Now someone can argue that lines of code are not a good proxy of engineering productivity, but I wouldn’t be surprised if the audience they target with this content is not the HN commenters of this thread.
Compare machine to machine (as these headlines come) and discount that by a factor.
This is a problem of conflicting incentives that exists today in my opinion. Companies will market greater human-AI collaboration in science and engineering but focus on releasing things like this where it is clear that downstream goal is complete agent ownership over the product, from inception to testing to monitoring. Maybe the speculative future agents will use their own very efficient language to code that won't be readable for people at all. They focus on agent code being readable by agent in the article, as you've said. But in my mind in at least near future, there is a case where your prod will break, you won't be able to understand it or the attempted fixes. Maybe agent will fail to fix it at all and start a massive rewrite. In any case is this different from kicking technical debt down the road along with worse interpretability of what you have built?
I do think there is a way where agent can write great solid code that we can read, but with the way LLMs are built this requires something new in terms of reward that accounts for "taste" and constant refinement so it might take more than 1/10th of a time to produce something good.
That is a business win. That is really all that matters in capitalism.
The flex is a direct insult to your face. He is shitting on the faces of all software engineers (me included). It is equivalent to saying we don't need you to code anymore. One man can produce 10x the code.
So why am i voting him up even though he's shitting on my face? Because what he says is true. I value honesty and people who say things like it is. Yes my identity as a software engineer is getting dismantled before my very eyes. But the solution to this problem isn't some delusional statement about not understanding what he's flexing about. We're not stupid. Everyone on this thread understands his flex. The difference is some people like you don't want to understand it.

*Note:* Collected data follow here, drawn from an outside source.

//! Sort a message by how often each value occurs, most frequent first, with
//! ties broken by first appearance.

use std::collections::HashMap;

use crate::templates::prelude::*;

pub struct FrequencySort;

static INFO: TemplateInfo = TemplateInfo {
    id: "2910",
    title: "Frequency sort",
    category: Category::Sorting,
    input: &[Field::int("n"), Field::int("c"), Field::int("value").repeat("n")],
    output: &[Field::int("value").repeat("n")],
    constraints: &["1 <= n <= 1000", "1 <= c <= 1000000000", "1 <= value <= c"],
    samples: &[
        Sample {
            input: "5 2\n2 1 2 1 2\n",
            output: "2 2 2 1 1\n",
        },
        Sample {
            input: "9 77\n11 33 11 77 54 11 25 25 33\n",
            output: "11 11 11 33 33 25 25 77 54\n",
        },
    ],
};

impl Template for FrequencySort {
    type Input = Vec<u32>;
    type Output = Vec<u32>;

    fn info(&self) -> &'static TemplateInfo {
        &INFO
    }

    fn parse(&self, sc: &mut Scanner<'_>) -> Result<Vec<u32>, InputError> {
        let n = sc.next_in("n", 1..=1000usize)?;
        let c = sc.next_in("c", 1..=1_000_000_000u32)?;
        sc.values_in("value", n, 1..=c)
    }

    fn solve(&self, message: &Vec<u32>) -> Vec<u32> {
        // value -> (count, first position)
        let mut stats: HashMap<u32, (usize, usize)> = HashMap::new();
        for (i, &v) in message.iter().enumerate() {
            stats.entry(v).or_insert((0, i)).0 += 1;
        }
        let mut order: Vec<(u32, (usize, usize))> = stats.into_iter().collect();
        order.sort_unstable_by_key(|&(_, (count, first))| (std::cmp::Reverse(count), first));
        order
            .into_iter()
            .flat_map(|(v, (count, _))| std::iter::repeat(v).take(count))
            .collect()
    }

    fn render(&self, output: &Vec<u32>, out: &mut String) {
        push_line(out, output);
    }
}
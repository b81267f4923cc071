//! Occurrence counts of query values, found by binary search on a sorted copy.

use crate::templates::prelude::*;

pub struct CardCount;

static INFO: TemplateInfo = TemplateInfo {
    id: "10816",
    title: "Number cards 2",
    category: Category::BinarySearch,
    input: &[
        Field::int("n"),
        Field::int("card").repeat("n"),
        Field::int("m"),
        Field::int("query").repeat("m"),
    ],
    output: &[Field::int("count").repeat("m")],
    constraints: &["1 <= n, m <= 500000", "-10000000 <= card, query <= 10000000"],
    samples: &[
        Sample {
            input: "10\n6 3 2 10 10 10 -10 -10 7 3\n8\n10 9 -5 2 3 4 5 -10\n",
            output: "3 0 0 1 2 0 0 2\n",
        },
        Sample {
            input: "5\n3 5 3 2 5\n3\n5 3 7\n",
            output: "2 2 0\n",
        },
    ],
};

const VALUE: std::ops::RangeInclusive<i32> = -10_000_000..=10_000_000;

#[derive(Debug, Clone)]
pub struct Input {
    pub cards: Vec<i32>,
    pub queries: Vec<i32>,
}

impl Template for CardCount {
    type Input = Input;
    type Output = Vec<usize>;

    fn info(&self) -> &'static TemplateInfo {
        &INFO
    }

    fn parse(&self, sc: &mut Scanner<'_>) -> Result<Input, InputError> {
        let n = sc.next_in("n", 1..=500_000usize)?;
        let cards = sc.values_in("card", n, VALUE)?;
        let m = sc.next_in("m", 1..=500_000usize)?;
        let queries = sc.values_in("query", m, VALUE)?;
        Ok(Input { cards, queries })
    }

    fn solve(&self, input: &Input) -> Vec<usize> {
        let mut sorted = input.cards.clone();
        sorted.sort_unstable();
        input
            .queries
            .iter()
            .map(|&q| {
                let lo = sorted.partition_point(|&c| c < q);
                let hi = sorted.partition_point(|&c| c <= q);
                hi - lo
            })
            .collect()
    }

    fn render(&self, output: &Vec<usize>, out: &mut String) {
        push_line(out, output);
    }
}

#[cfg(test)]
mod tests {
    use super::*;

    #[test]
    fn absent_value_counts_zero() {
        let input = Input {
            cards: vec![1, 1, 1],
            queries: vec![1, 0, 2],
        };
        assert_eq!(CardCount.solve(&input), vec![3, 0, 0]);
    }
}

Like seriously. He literally wrote it was completed in 1/10th of the time and you expect me to believe that YOU don't know what HE is flexing about? Be real. You're not stupid.
I’ve worked with 20-year-old codebases and products that grew organically over decades and still sit well below a million lines of code. Using LOC as some kind of health or success metric makes me more suspicious than impressed.
It's like the difference between doing stock price predictions with binary "up" or "down" histories and trying to figure out how to normalize actual price histories (basically impossible). The binary work gives a well-defined signal.